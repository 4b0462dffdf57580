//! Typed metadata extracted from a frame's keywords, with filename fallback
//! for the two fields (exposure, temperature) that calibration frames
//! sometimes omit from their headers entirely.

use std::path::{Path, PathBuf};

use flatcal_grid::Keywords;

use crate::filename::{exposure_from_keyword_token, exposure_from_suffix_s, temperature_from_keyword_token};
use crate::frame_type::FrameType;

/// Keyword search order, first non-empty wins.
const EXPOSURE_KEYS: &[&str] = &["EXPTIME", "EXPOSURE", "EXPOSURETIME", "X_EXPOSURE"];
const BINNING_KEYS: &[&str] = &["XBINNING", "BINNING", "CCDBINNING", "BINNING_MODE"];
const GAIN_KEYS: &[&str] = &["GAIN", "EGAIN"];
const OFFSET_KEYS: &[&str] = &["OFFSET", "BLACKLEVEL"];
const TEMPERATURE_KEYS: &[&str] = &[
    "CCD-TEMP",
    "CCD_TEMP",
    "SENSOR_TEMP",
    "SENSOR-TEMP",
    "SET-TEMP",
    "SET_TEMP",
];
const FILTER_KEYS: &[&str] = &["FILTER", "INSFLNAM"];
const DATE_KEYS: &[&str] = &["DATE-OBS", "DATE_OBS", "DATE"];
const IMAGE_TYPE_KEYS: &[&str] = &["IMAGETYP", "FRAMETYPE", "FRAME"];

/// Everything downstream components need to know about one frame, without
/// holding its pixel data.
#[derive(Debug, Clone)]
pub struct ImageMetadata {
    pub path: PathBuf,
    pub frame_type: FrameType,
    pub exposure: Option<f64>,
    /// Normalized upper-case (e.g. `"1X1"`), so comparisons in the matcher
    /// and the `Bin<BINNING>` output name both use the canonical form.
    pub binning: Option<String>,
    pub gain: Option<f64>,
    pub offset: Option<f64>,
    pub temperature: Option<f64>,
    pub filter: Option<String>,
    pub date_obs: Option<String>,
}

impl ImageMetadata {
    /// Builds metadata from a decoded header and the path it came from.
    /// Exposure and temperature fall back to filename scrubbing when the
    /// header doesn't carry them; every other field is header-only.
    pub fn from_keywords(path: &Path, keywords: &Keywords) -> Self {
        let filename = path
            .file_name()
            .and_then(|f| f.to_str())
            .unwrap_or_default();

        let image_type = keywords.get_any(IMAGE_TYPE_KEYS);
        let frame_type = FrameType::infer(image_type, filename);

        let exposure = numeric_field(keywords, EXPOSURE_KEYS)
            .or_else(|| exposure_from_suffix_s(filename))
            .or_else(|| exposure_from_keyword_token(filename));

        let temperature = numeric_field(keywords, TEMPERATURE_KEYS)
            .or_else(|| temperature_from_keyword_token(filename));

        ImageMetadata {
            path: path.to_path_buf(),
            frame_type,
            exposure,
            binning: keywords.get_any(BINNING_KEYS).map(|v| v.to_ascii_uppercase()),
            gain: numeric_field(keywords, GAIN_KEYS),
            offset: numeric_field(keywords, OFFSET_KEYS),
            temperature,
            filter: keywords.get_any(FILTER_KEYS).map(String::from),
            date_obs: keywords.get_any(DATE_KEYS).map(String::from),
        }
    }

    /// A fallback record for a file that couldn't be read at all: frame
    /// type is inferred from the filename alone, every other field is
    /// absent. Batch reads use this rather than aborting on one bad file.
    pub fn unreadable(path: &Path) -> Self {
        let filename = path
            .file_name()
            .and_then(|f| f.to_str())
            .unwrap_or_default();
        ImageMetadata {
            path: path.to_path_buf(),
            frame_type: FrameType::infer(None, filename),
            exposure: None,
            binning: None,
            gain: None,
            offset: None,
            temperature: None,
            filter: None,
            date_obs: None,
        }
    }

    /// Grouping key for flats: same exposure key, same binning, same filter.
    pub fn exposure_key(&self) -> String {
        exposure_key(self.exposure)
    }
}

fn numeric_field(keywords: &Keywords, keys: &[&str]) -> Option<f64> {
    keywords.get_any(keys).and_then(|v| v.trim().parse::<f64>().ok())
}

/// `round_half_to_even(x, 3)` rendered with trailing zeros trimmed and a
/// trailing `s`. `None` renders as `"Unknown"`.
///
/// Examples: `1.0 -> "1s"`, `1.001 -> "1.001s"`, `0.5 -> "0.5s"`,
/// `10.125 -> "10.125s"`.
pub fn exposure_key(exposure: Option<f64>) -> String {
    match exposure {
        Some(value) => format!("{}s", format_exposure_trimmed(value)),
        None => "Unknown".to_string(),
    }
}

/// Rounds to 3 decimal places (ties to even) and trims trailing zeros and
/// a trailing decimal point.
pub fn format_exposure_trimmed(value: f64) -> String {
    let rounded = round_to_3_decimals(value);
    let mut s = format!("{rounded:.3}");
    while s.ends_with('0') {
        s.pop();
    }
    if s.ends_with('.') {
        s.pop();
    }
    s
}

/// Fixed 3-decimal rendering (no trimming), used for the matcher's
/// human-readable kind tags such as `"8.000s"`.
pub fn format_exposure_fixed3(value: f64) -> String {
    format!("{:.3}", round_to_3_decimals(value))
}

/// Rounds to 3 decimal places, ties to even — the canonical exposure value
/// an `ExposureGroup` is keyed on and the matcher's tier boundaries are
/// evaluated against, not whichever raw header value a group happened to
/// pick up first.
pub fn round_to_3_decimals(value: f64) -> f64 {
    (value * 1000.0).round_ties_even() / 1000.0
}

§ Exercise aim:
Lines from the top of the data above through the line with "first non-empty wins.", both ends included: copy them exactly, nothing more.

§ Output below:
repository 4b0462dffdf57580
//! Typed metadata extracted from a frame's keywords, with filename fallback
//! for the two fields (exposure, temperature) that calibration frames
//! sometimes omit from their headers entirely.

use std::path::{Path, PathBuf};

use flatcal_grid::Keywords;

use crate::filename::{exposure_from_keyword_token, exposure_from_suffix_s, temperature_from_keyword_token};
use crate::frame_type::FrameType;

/// Keyword search order, first non-empty wins.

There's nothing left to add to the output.